Rather, one member organization chose to lend its name to support this program on campus. Thus, the question our coalition's Steering Committee considered (and rejected) was not whether the ICC should be promoting and paying for such programming, but whether a member organization should be expelled for lending its name to such a program.

As to the column's closing existential question, wondering why we should exist, the answer lies in the very basis of every coalition — to work collaboratively around the ties that bind us together, not the ideological differences that forever threaten to push us apart.

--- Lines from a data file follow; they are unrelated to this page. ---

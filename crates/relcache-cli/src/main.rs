//! relcache - inspect and edit a relational cache from the shell.
//!
//! Every command prints one JSON document on stdout. Logs go to stderr.

use anyhow::{Context, Result};
use clap::{Parser, Subcommand};
use relcache::{BackendRegistry, Cache, CacheValue, Key, StoreConfigFile, Value};
use std::path::PathBuf;
use tracing::{debug, Level};
use tracing_subscriber::{EnvFilter, FmtSubscriber};

#[derive(Parser, Debug)]
#[command(name = "relcache")]
#[command(about = "Scoped key-value cache over relational databases")]
struct Args {
    /// Enable debug logging (logs every SQL statement)
    #[arg(short, long)]
    debug: bool,

    /// JSON store configuration (options, scopes, single_table)
    #[arg(short, long)]
    config: Option<PathBuf>,

    /// Backend URI, e.g. sqlite:///path/cache.db or memory://
    uri: String,

    #[command(subcommand)]
    command: Command,
}

#[derive(Subcommand, Debug)]
enum Command {
    /// List scopes
    Scopes,
    /// List the keys of a scope
    Keys { scope: String },
    /// Print the value stored under a key, or null
    Get {
        scope: String,
        #[arg(required = true)]
        key: Vec<String>,
    },
    /// Store a value under a key
    Set {
        scope: String,
        #[arg(required = true)]
        key: Vec<String>,
        /// Value as JSON (object, array or scalar)
        #[arg(long)]
        value: String,
    },
    /// Delete a key
    Pop {
        scope: String,
        #[arg(required = true)]
        key: Vec<String>,
    },
    /// Print whether a key is present
    Exists {
        scope: String,
        #[arg(required = true)]
        key: Vec<String>,
    },
}

/// A key component: JSON scalar when it parses as one, text otherwise.
fn parse_component(raw: &str) -> Value {
    serde_json::from_str::<serde_json::Value>(raw)
        .ok()
        .and_then(|json| Value::from_json(json).ok())
        .unwrap_or_else(|| Value::from(raw))
}

fn parse_key(parts: &[String]) -> Key {
    match parts {
        [single] => Key::from(parse_component(single)),
        _ => Key::from(parts.iter().map(|p| parse_component(p)).collect::<Vec<_>>()),
    }
}

fn run(cache: &mut dyn Cache, command: Command) -> Result<serde_json::Value> {
    let output = match command {
        Command::Scopes => {
            serde_json::Value::Array(cache.scopes()?.iter().map(Key::to_json).collect())
        }
        Command::Keys { scope } => {
            let scope = Key::from(parse_component(&scope));
            serde_json::Value::Array(cache.keys(Some(&scope))?.iter().map(Key::to_json).collect())
        }
        Command::Get { scope, key } => {
            let scope = Key::from(parse_component(&scope));
            cache
                .fetch(&parse_key(&key), Some(&scope))?
                .map_or(serde_json::Value::Null, |value| value.to_json())
        }
        Command::Set { scope, key, value } => {
            let scope = Key::from(parse_component(&scope));
            let json: serde_json::Value =
                serde_json::from_str(&value).context("--value is not valid JSON")?;
            let value = CacheValue::from_json(json)?;
            serde_json::Value::Bool(cache.set(&parse_key(&key), &value, Some(&scope))?)
        }
        Command::Pop { scope, key } => {
            let scope = Key::from(parse_component(&scope));
            cache.pop(&parse_key(&key), Some(&scope))?;
            serde_json::Value::Null
        }
        Command::Exists { scope, key } => {
            let scope = Key::from(parse_component(&scope));
            serde_json::Value::Bool(cache.exists(&parse_key(&key), Some(&scope))?)
        }
    };
    Ok(output)
}

fn main() -> Result<()> {
    let args = Args::parse();

    // RUST_LOG wins over --debug when set
    let log_level = if args.debug { Level::DEBUG } else { Level::WARN };
    let filter = EnvFilter::try_from_default_env()
        .unwrap_or_else(|_| EnvFilter::new(log_level.as_str().to_lowercase()));
    FmtSubscriber::builder()
        .with_env_filter(filter)
        .with_target(false)
        .with_thread_ids(false)
        .with_writer(std::io::stderr)
        .compact()
        .init();

    let config = match &args.config {
        Some(path) => StoreConfigFile::load(path)
            .with_context(|| format!("Failed to load config {}", path.display()))?,
        None => StoreConfigFile::default(),
    };

    let registry = BackendRegistry::with_defaults();
    debug!("Available schemes: {:?}", registry.schemes());
    let mut cache = registry
        .open_with(&args.uri, &config)
        .with_context(|| format!("Failed to open {}", args.uri))?;

    let output = run(cache.as_mut(), args.command)?;
    println!("{}", serde_json::to_string_pretty(&output)?);
    Ok(())
}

While the column asserts that the ICC supports initiatives that sharpen the differences between us, as with any coalition, this is not the case.

Our strength stems from working collaboratively on what we all agree upon, which is frankly much greater than what divides us.
David A. Harris
Executive director
Israel on Campus Coalition
Washington, D.C.


Santorum Lost Because He Failed Pennsylvanians

I had to chuckle — or was it sneer? — at the interview with Rick Santorum, in which he tried to explain his defeat in the U.S. Senate race (People & Politics: "Ex-Republican Senator Takes on Radical Islam," Jan. 25).

With a large dose of hubris, he said his re-election bid was targeted by Democrats because they knew that, with all his talents, he'd be the likely Republican nominee for president.

Thus, some sort of devious conspiratorial effort sent him packing from the Senate to prevent his becoming the next president!

The reason Santorum lost the election was that Pennsylvania voters saw his policies for what they were. Over and over again, his votes throughout the years were those that favored the corporations and the wealthy, and left behind the ordinary Pennsylvanian.

He spent as much time with lobbyists as with his constituents, and failed to address the problems of working people.

I remember one letter from him boasting that the new Medicare prescription plan would not be encumbered by any provisions allowing the government to negotiate drug prices with the pharmaceutical companies. Thank goodness this provision is being rewritten.

Rick Santorum should clear away the delusions of grandeur, and try to reflect on whom he was elected to represent and how he failed them.
Darlene Finch


No Place Like Philly for a Night on the Town!

I just wanted to say thanks to the Jewish Exponent. I won two tickets in your contest for "Nerds, A Musical Software Satire" (Arts & Entertainment, Jan. 18).

It was absolutely one of the best musicals we've seen. It was a great treat, and we even took four other friends along.

What a city Philly is for the best in entertainment!